In the fur trade, French merchants received “gifts” from their native allies of people, often very young, and made them their property. Black slaves, for their part, were often “war booty taken from the English during raids on New York or Massachusetts or acquired by merchants during their voyages to the Antilles,” writes Trudel.

In the Spring 2024 issue of the excellent Review of the history of New Francea team of researchers, led by historian Dominique Deslandres, a specialist in ancient Quebec, is returning to the issue by taking it a step further.

Trudel, says Deslandres, did an extraordinary pioneering job, but he considered slavery here “as a minor phenomenon,” as the business of a few rich people who often treated their slaves with a certain benevolence. In doing so, adds the historian, he fed the myth of a gentle slavery.

Trudel, however, is not so naive. In Myths and realities in the history of Quebeche disputes the “idyllic picture” painted by “historians of great families”, which shows “black or Amerindian slaves perfectly integrated into their environment”. In the old bourgeoisie, he specifies, the servant is never considered a member of the family and the slave, lower in the social scale, even less.

Deslandres, to illustrate the cruelty of the phenomenon, highlights “the extreme youth of a large part of the enslaved indigenous population.” Between 1632 and 1760, 2,199 slaves were counted. The ages of 1,574 of them are known and 734 of them are under 12 years old. According to researcher Cathie-Anne Dupuis, until 1759, “half of indigenous male slaves died before the age of 17.” After the Conquest and until the abolition of slavery in 1834, it was worse: the median age at death was 11 years. For indigenous female slaves, the equivalent figures were 21 and 13 years.

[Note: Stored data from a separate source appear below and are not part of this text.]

use serde::{Deserialize, Serialize};

use crate::{
  entity::{ActorKind, ActorRef, ActorStatus, AccountType, actor, bank_details},
  prelude::*,
  sv::referral,
  utils,
};

const CODE_ATTEMPTS: usize = 5;

pub struct Actor<'a> {
  db: &'a DatabaseConnection,
}

#[derive(Debug, Clone, Serialize, Deserialize)]
pub struct BankDetailsInput {
  pub bank_name: String,
  pub account_number: String,
  pub account_name: String,
  pub account_type: Option<AccountType>,
}

impl<'a> Actor<'a> {
  pub fn new(db: &'a DatabaseConnection) -> Self {
    Self { db }
  }

  /// Register a new actor, optionally under the owner of `referral_code`.
  /// The referral entry for the new actor is created in the same transaction.
  pub async fn register(
    &self,
    kind: ActorKind,
    name: &str,
    email: &str,
    referral_code: Option<&str>,
  ) -> Result<actor::Model> {
    let name = name.trim();
    let email = email.trim();
    if name.is_empty() {
      return Err(Error::InvalidArgs("Name is required".into()));
    }
    if !email.contains('@') {
      return Err(Error::InvalidArgs(format!("Invalid email `{email}`")));
    }

    let txn = self.db.begin().await?;

    let referrer = match referral_code.map(str::trim) {
      Some(code) if !code.is_empty() => Some(
        by_code(&txn, code)
          .await?
          .ok_or_else(|| Error::InvalidReferralCode(code.to_string()))?,
      ),
      _ => None,
    };

    let code = unique_code(&txn, kind).await?;
    let now = utils::now();

    let actor = actor::ActiveModel {
      id: NotSet,
      kind: Set(kind),
      name: Set(name.to_string()),
      email: Set(email.to_string()),
      status: Set(ActorStatus::Active),
      referral_code: Set(code),
      referred_by: Set(referrer.as_ref().map(|r| r.id)),
      referrer_kind: Set(referrer.as_ref().map(|r| r.kind)),
      balance: Set(0),
      total_earned: Set(0),
      last_withdrawal: Set(None),
      created_at: Set(now),
    }
    .insert(&txn)
    .await?;

    if let Some(referrer) = &referrer {
      referral::ensure_entry(&txn, referrer.id, actor.actor_ref()).await?;
    }

    txn.commit().await?;

    info!(
      "Registered {} `{}` with code {}{}",
      actor.actor_ref(),
      actor.name,
      actor.referral_code,
      referrer
        .map(|r| format!(", referred by {}", r.actor_ref()))
        .unwrap_or_default()
    );

    Ok(actor)
  }

  pub async fn by_id(&self, id: i64) -> Result<Option<actor::Model>> {
    Ok(actor::Entity::find_by_id(id).one(self.db).await?)
  }

  pub async fn resolve(&self, actor: ActorRef) -> Result<actor::Model> {
    resolve(self.db, actor).await
  }

  pub async fn by_referral_code(
    &self,
    code: &str,
  ) -> Result<Option<actor::Model>> {
    by_code(self.db, code.trim()).await
  }

  /// Actors directly referred by `actor`.
  pub async fn referred(&self, actor: ActorRef) -> Result<Vec<actor::Model>> {
    let actor = self.resolve(actor).await?;
    Ok(
      actor::Entity::find()
        .filter(actor::Column::ReferredBy.eq(actor.id))
        .order_by_asc(actor::Column::CreatedAt)
        .all(self.db)
        .await?,
    )
  }

  pub async fn set_status(
    &self,
    actor: ActorRef,
    status: ActorStatus,
  ) -> Result<actor::Model> {
    let actor = self.resolve(actor).await?;
    if actor.status == status {
      return Ok(actor);
    }

    let actor = actor::ActiveModel { status: Set(status), ..actor.into() }
      .update(self.db)
      .await?;

    info!("{} is now {:?}", actor.actor_ref(), status);
    Ok(actor)
  }

  /// Store bank details; a well-formed account number marks them verified.
  pub async fn set_bank_details(
    &self,
    actor: ActorRef,
    input: BankDetailsInput,
  ) -> Result<bank_details::Model> {
    let account_number = input.account_number.trim().to_string();
    if account_number.len() != 10
      || !account_number.chars().all(|c| c.is_ascii_digit())
    {
      return Err(Error::InvalidArgs(
        "Account number must be exactly 10 digits".into(),
      ));
    }
    if input.bank_name.trim().is_empty() || input.account_name.trim().is_empty()
    {
      return Err(Error::InvalidArgs(
        "Bank name and account name are required".into(),
      ));
    }

    let actor = self.resolve(actor).await?;
    let now = utils::now();

    let model = bank_details::ActiveModel {
      actor_id: Set(actor.id),
      bank_name: Set(input.bank_name.trim().to_string()),
      account_number: Set(account_number),
      account_name: Set(input.account_name.trim().to_string()),
      account_type: Set(input.account_type),
      verified_at: Set(Some(now)),
    };

    let existing =
      bank_details::Entity::find_by_id(actor.id).one(self.db).await?;

    let details = match existing {
      Some(_) => model.update(self.db).await?,
      None => model.insert(self.db).await?,
    };

    Ok(details)
  }

  pub async fn bank_details(
    &self,
    actor: ActorRef,
  ) -> Result<Option<bank_details::Model>> {
    let actor = self.resolve(actor).await?;
    Ok(bank_details::Entity::find_by_id(actor.id).one(self.db).await?)
  }
}

/// Load the actor behind a tagged reference, checking the tag.
pub(crate) async fn resolve<C: ConnectionTrait>(
  conn: &C,
  actor: ActorRef,
) -> Result<actor::Model> {
  let model = actor::Entity::find_by_id(actor.id)
    .one(conn)
    .await?
    .ok_or(Error::ActorNotFound)?;

  if model.kind != actor.kind {
    return Err(Error::KindMismatch { expected: actor.kind, found: model.kind });
  }

  Ok(model)
}

async fn by_code<C: ConnectionTrait>(
  conn: &C,
  code: &str,
) -> Result<Option<actor::Model>> {
  Ok(
    actor::Entity::find()
      .filter(actor::Column::ReferralCode.eq(code.to_uppercase()))
      .one(conn)
      .await?,
  )
}

async fn unique_code<C: ConnectionTrait>(
  conn: &C,
  kind: ActorKind,
) -> Result<String> {
  for _ in 0..CODE_ATTEMPTS {
    let code = utils::random_code(kind.code_prefix(), 8);
    if by_code(conn, &code).await?.is_none() {
      return Ok(code);
    }
    debug!("Referral code {code} collided, retrying");
  }

  Err(Error::Internal("Could not allocate a unique referral code".into()))
}

#[cfg(test)]
mod tests {
  use super::*;
  use crate::{
    entity::{ReferralStatus, referral_entry},
    sv::test_utils::{self, test_db},
  };

  fn bank() -> BankDetailsInput {
    BankDetailsInput {
      bank_name: "Access Bank".into(),
      account_number: "0123456789".into(),
      account_name: "Ada Obi".into(),
      account_type: Some(AccountType::Current),
    }
  }

  #[tokio::test]
  async fn test_register_generates_prefixed_code() {
    let db = test_db::setup().await;
    let sv = Actor::new(&db);

    let agent =
      sv.register(ActorKind::Agent, "Ada", "ada@example.com", None).await.unwrap();
    let landlord = sv
      .register(ActorKind::Landlord, "Bola", "bola@example.com", None)
      .await
      .unwrap();
    let tenant = sv
      .register(ActorKind::Tenant, "Chi", "chi@example.com", None)
      .await
      .unwrap();

    assert!(agent.referral_code.starts_with("AG"));
    assert!(landlord.referral_code.starts_with("LL"));
    assert!(tenant.referral_code.starts_with("TN"));
    assert_eq!(agent.referral_code.len(), 10);
    assert_eq!(agent.balance, 0);
    assert_eq!(agent.referred_by, None);
  }

  #[tokio::test]
  async fn test_register_with_referral_code() {
    let db = test_db::setup().await;
    let sv = Actor::new(&db);

    let agent =
      sv.register(ActorKind::Agent, "Ada", "ada@example.com", None).await.unwrap();
    let code = agent.referral_code.to_lowercase();

    let landlord = sv
      .register(ActorKind::Landlord, "Bola", "bola@example.com", Some(&code))
      .await
      .unwrap();

    assert_eq!(landlord.referrer(), Some(ActorRef::agent(agent.id)));

    let entries = referral_entry::Entity::find()
      .filter(referral_entry::Column::ReferrerId.eq(agent.id))
      .all(&db)
      .await
      .unwrap();
    assert_eq!(entries.len(), 1);
    assert_eq!(entries[0].referred(), landlord.actor_ref());
    assert_eq!(entries[0].status, ReferralStatus::Pending);
    assert_eq!(entries[0].commission, 0);

    let downline = sv.referred(agent.actor_ref()).await.unwrap();
    assert_eq!(downline.len(), 1);
    assert_eq!(downline[0].id, landlord.id);
  }

  #[tokio::test]
  async fn test_register_unknown_code_creates_nothing() {
    let db = test_db::setup().await;
    let sv = Actor::new(&db);

    let result = sv
      .register(ActorKind::Tenant, "Chi", "chi@example.com", Some("AGNOPE0000"))
      .await;
    assert!(matches!(result, Err(Error::InvalidReferralCode(_))));
    assert_eq!(actor::Entity::find().count(&db).await.unwrap(), 0);
  }

  #[tokio::test]
  async fn test_resolve_checks_kind() {
    let db = test_db::setup().await;
    let landlord =
      test_utils::actor(&db, ActorKind::Landlord, 0, 0).await;
    let sv = Actor::new(&db);

    assert!(sv.resolve(ActorRef::landlord(landlord.id)).await.is_ok());
    assert!(matches!(
      sv.resolve(ActorRef::tenant(landlord.id)).await,
      Err(Error::KindMismatch {
        expected: ActorKind::Tenant,
        found: ActorKind::Landlord
      })
    ));
    assert!(matches!(
      sv.resolve(ActorRef::agent(9999)).await,
      Err(Error::ActorNotFound)
    ));
  }

  #[tokio::test]
  async fn test_bank_details_validation_and_upsert() {
    let db = test_db::setup().await;
    let agent = test_utils::agent(&db, 0).await;
    let sv = Actor::new(&db);

    let mut bad = bank();
    bad.account_number = "12345".into();
    assert!(matches!(
      sv.set_bank_details(agent.actor_ref(), bad).await,
      Err(Error::InvalidArgs(_))
    ));

    let details = sv.set_bank_details(agent.actor_ref(), bank()).await.unwrap();
    assert!(details.is_verified());

    let mut changed = bank();
    changed.bank_name = "Zenith".into();
    sv.set_bank_details(agent.actor_ref(), changed).await.unwrap();

    let stored = sv.bank_details(agent.actor_ref()).await.unwrap().unwrap();
    assert_eq!(stored.bank_name, "Zenith");
  }

  #[tokio::test]
  async fn test_set_status() {
    let db = test_db::setup().await;
    let agent = test_utils::agent(&db, 0).await;

    let updated = Actor::new(&db)
      .set_status(agent.actor_ref(), ActorStatus::Suspended)
      .await
      .unwrap();
    assert_eq!(updated.status, ActorStatus::Suspended);
  }
}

According to Deslandres, the bizarre idea of ​​having a slave child could be explained by the desire to “ensure a peaceful retirement, safe from the greed of the heirs.” These children, given “as gifts” by indigenous allies already familiar with this practice before the arrival of the Europeans, had their destiny stolen from them.

Historians engaged in this research are particularly interested in the agency of slaves, that is, their capacity to act for themselves. By searching through judicial and notarial archives, Catherine Lampron discovered the story of five slaves, including the famous Marie-Josèphe-Angélique, accused of setting fire to Montreal in 1734, who found themselves before the courts after acts of revolt. Prevented freedom is rarely a source of quiet happiness.

In a moving contribution, doctoral student Astrid Girault, originally from Guadeloupe, examines the practice of African dances by slaves in the French Lesser Antilles in the 17th century.e century, in order to illustrate the struggle of these enslaved people for their cultural survival.

Two French missionaries are surprised that slaves take advantage of all their free time, including at night, to dance, despite their fatigue. They do not understand, says Girault, that these dances have a spiritual and cultural dimension for the slaves. They “are therefore essential to their survival in a hostile environment that aims to take away everything that makes up their essence.”

The desire for freedom and the expression of identity are irrepressible and beautiful.